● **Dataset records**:
○ ○ ○ ○
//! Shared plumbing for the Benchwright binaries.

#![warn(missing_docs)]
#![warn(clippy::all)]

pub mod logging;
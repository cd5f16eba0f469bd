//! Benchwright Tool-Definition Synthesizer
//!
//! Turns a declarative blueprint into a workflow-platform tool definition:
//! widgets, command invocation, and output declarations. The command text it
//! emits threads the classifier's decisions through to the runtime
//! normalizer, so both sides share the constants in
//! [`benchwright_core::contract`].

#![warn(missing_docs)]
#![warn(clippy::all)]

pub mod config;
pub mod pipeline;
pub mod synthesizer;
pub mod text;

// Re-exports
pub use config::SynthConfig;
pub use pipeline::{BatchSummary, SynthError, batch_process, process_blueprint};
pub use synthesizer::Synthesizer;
○ ○ ○ ○
● **Work order**: Copy task for the entries above: every line with the string "text".

● **Answer for this exercise**:
//! widgets, command invocation, and output declarations. The command text it
pub mod text;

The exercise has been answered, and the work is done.